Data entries
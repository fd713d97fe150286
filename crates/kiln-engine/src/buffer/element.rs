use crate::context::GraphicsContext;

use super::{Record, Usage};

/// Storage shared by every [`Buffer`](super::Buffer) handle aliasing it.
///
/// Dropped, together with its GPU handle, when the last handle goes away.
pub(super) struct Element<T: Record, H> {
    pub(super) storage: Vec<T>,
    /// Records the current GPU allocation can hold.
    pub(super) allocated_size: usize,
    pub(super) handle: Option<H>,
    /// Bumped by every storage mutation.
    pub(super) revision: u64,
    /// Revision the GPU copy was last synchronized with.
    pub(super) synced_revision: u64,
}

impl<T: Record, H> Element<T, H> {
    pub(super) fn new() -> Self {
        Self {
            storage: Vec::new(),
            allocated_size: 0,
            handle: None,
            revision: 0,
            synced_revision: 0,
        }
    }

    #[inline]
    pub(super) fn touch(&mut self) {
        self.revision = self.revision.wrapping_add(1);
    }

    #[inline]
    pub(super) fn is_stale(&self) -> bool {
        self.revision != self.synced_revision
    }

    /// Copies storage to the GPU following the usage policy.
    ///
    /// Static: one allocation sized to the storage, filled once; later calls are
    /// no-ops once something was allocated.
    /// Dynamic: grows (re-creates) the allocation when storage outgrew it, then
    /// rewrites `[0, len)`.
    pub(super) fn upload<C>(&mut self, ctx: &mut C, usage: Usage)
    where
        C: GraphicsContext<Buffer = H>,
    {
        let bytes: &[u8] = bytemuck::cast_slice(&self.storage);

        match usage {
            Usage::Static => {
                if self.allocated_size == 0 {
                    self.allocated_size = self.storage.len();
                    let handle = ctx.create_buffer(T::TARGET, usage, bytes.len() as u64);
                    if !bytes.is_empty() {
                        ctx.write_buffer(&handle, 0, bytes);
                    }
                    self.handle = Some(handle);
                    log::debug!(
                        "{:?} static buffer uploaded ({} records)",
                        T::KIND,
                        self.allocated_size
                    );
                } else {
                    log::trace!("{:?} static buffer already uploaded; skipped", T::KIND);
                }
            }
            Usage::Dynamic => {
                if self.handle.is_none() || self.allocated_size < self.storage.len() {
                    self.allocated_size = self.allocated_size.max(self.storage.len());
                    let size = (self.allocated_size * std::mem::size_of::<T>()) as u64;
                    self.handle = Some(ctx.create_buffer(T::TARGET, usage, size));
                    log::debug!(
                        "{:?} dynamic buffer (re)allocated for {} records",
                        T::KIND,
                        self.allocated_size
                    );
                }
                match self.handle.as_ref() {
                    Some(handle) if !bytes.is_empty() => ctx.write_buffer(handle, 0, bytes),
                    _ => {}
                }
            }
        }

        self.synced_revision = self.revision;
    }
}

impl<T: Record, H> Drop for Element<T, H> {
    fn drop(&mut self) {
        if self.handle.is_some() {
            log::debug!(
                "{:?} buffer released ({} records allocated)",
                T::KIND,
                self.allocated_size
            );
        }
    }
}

THE PROBLEM => Make a list of all lines in the data that contain "bytes".

RESPONSE TO THE TASK =>
        let bytes: &[u8] = bytemuck::cast_slice(&self.storage);
                    let handle = ctx.create_buffer(T::TARGET, usage, bytes.len() as u64);
                    if !bytes.is_empty() {
                        ctx.write_buffer(&handle, 0, bytes);
                    Some(handle) if !bytes.is_empty() => ctx.write_buffer(handle, 0, bytes),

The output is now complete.